8) принцип универсального действия правовой нормы в пространстве, т. е. распространение уголовной юрисдикции на любых лиц за деяния, признанные преступными по международному уголовному праву, независимо от места их совершения[101];

9) принцип non bis in idem. Так, в ДП I закрепляется положение о том, что «ни одно лицо не должно преследоваться или наказываться той же стороной за правонарушение, за которое в соответствии с тем же законом и судебной процедурой данному лицу ранее уже был вынесен окончательный приговор, оправдывающий или осуждающий его» (п. «h» ч. 4 ст. 75). Исключение составляет п. 3 ст. 20 Римского Статута 1998 г., согласно которой лицо, ранее судимое, но не осужденное за деяние, может быть судимо МУС за это же деяние, если «разбирательство в другом суде: а) предназначалось для того, чтобы оградить соответствующее лицо от уголовной ответственности за преступления, подпадающие под юрисдикцию суда; или b) по иным признакам не было проведено независимо или беспристрастно в соответствии с нормами надлежащей законной процедуры, признанными международным правом, и проводилось таким образом, что в существующих обстоятельствах не преследовало цели предать соответствующее лицо правосудию». Аналогичное предписание содержится в ч. 2 ст. 9 Устава Международного трибунала по Руанде от 8 ноября 1994 г., в соответствии с которой «лицо, которое было осуждено национальным судом за деяния, представляющие собой серьезные нарушения международного гуманитарного права, может быть впоследствии судимо Международным трибуналом по Руанде только в случае, если: а) деяние, за которое оно было осуждено, было квалифицировано как обычное преступление; или b) судебное разбирательство в национальном суде не было беспристрастным и независимым, предназначалось для того, чтобы оградить обвиняемого от международной уголовной ответственности, или же дело не было расследовано обстоятельным образом»[102].

10) запрет бесчеловечного или унижающего достоинство обращения или наказания[103];

11) принцип неприменения срока давности за преступления против мира и безопасности человечества[104].

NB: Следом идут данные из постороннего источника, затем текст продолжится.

//! Security hardening: CSP construction, fixed response headers, CORS.

pub mod cors;
pub mod csp;
pub mod headers;

pub use cors::{is_api_path, CorsPolicy};
pub use headers::SecurityHeaders;
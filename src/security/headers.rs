//! Security response headers.
//!
//! # Responsibilities
//! - Build the per-deployment Content-Security-Policy once
//! - Stamp the fixed hardening header set onto every response
//! - HSTS in production only
//!
//! Application is idempotent: values are precomputed and inserted (not
//! appended), so applying twice yields the same headers.

use axum::http::header::{
    CONTENT_SECURITY_POLICY, REFERRER_POLICY, STRICT_TRANSPORT_SECURITY, X_CONTENT_TYPE_OPTIONS,
    X_FRAME_OPTIONS,
};
use axum::http::{HeaderMap, HeaderName, HeaderValue};

use crate::config::schema::GatewayConfig;
use crate::security::csp::build_csp;

static PERMISSIONS_POLICY: HeaderName = HeaderName::from_static("permissions-policy");

const PERMISSIONS_POLICY_VALUE: &str =
    "camera=(), microphone=(), geolocation=(), interest-cohort=()";
const HSTS_VALUE: &str = "max-age=31536000; includeSubDomains; preload";

/// Precomputed security header set.
#[derive(Clone)]
pub struct SecurityHeaders {
    csp: HeaderValue,
    hsts: bool,
}

impl SecurityHeaders {
    pub fn from_config(config: &GatewayConfig) -> Self {
        let csp = build_csp(&config.security, &config.auth);
        Self {
            csp: HeaderValue::from_str(&csp)
                .unwrap_or_else(|_| HeaderValue::from_static("default-src 'self'")),
            hsts: config.environment.is_production(),
        }
    }

    /// Stamp the header set onto a response. Mutates only headers; always
    /// succeeds.
    pub fn apply(&self, headers: &mut HeaderMap) {
        headers.insert(CONTENT_SECURITY_POLICY, self.csp.clone());
        headers.insert(
            REFERRER_POLICY,
            HeaderValue::from_static("strict-origin-when-cross-origin"),
        );
        headers.insert(X_CONTENT_TYPE_OPTIONS, HeaderValue::from_static("nosniff"));
        headers.insert(X_FRAME_OPTIONS, HeaderValue::from_static("DENY"));
        headers.insert(
            PERMISSIONS_POLICY.clone(),
            HeaderValue::from_static(PERMISSIONS_POLICY_VALUE),
        );
        if self.hsts {
            headers.insert(
                STRICT_TRANSPORT_SECURITY,
                HeaderValue::from_static(HSTS_VALUE),
            );
        }
    }
}

#[cfg(test)]
mod tests {
    use super::*;
    use crate::config::schema::Environment;

    #[test]
    fn applies_fixed_header_set() {
        let headers_set = SecurityHeaders::from_config(&GatewayConfig::default());
        let mut headers = HeaderMap::new();
        headers_set.apply(&mut headers);

        assert_eq!(headers.get(X_CONTENT_TYPE_OPTIONS).unwrap(), "nosniff");
        assert_eq!(headers.get(X_FRAME_OPTIONS).unwrap(), "DENY");
        assert_eq!(
            headers.get(REFERRER_POLICY).unwrap(),
            "strict-origin-when-cross-origin"
        );
        assert_eq!(
            headers.get(&PERMISSIONS_POLICY).unwrap(),
            PERMISSIONS_POLICY_VALUE
        );
        assert!(headers.get(CONTENT_SECURITY_POLICY).is_some());
        // No HSTS outside production.
        assert!(headers.get(STRICT_TRANSPORT_SECURITY).is_none());
    }

    #[test]
    fn hsts_only_in_production() {
        let mut config = GatewayConfig::default();
        config.environment = Environment::Production;
        let headers_set = SecurityHeaders::from_config(&config);
        let mut headers = HeaderMap::new();
        headers_set.apply(&mut headers);
        assert_eq!(headers.get(STRICT_TRANSPORT_SECURITY).unwrap(), HSTS_VALUE);
    }

    #[test]
    fn application_is_idempotent() {
        let headers_set = SecurityHeaders::from_config(&GatewayConfig::default());
        let mut once = HeaderMap::new();
        headers_set.apply(&mut once);
        let mut twice = HeaderMap::new();
        headers_set.apply(&mut twice);
        headers_set.apply(&mut twice);
        assert_eq!(once, twice);
    }
}
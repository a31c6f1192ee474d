//! Configuration management subsystem.
//!
//! # Data Flow
//! ```text
//! config file (TOML)
//!     → loader.rs (parse & deserialize, env-var secret overlay)
//!     → validation.rs (semantic checks)
//!     → GatewayConfig (validated, immutable)
//!     → shared via Arc to all pipeline components
//! ```
//!
//! # Design Decisions
//! - Config is immutable once loaded
//! - All fields have defaults to allow minimal configs
//! - Validation separates syntactic (serde) from semantic checks

pub mod loader;
pub mod schema;
pub mod validation;

pub use loader::{load_config, ConfigError};
pub use schema::{
    AbuseConfig, AuthConfig, AuthProviderKind, BotRuleMode, CorsConfig, Environment,
    GatewayConfig, LocalesConfig, SecurityConfig, TenantsConfig, WindowPolicyConfig,
};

Одним из важнейших принципов международного уголовного права является принцип индивидуальной ответственности физических лиц, смысл которого сводится к установлению тождества между понятиями «субъект международного преступления» и «субъект ответственности по международному праву»[105]. Но длительное время не было единства мнений по данному вопросу, в том числе по причине непризнания вышеуказанного тождества. Вплоть до появления в международном праве категории «международных уголовных преступлений» преобладала концепция государственного акта, согласно которой совершаемые государственными органами деяния инкриминировались самому государству как единственному и исключительному субъекту ответственности, носившей в то время сугубо цивилистический, частноправовой характер (в форме материальной компенсации)[106].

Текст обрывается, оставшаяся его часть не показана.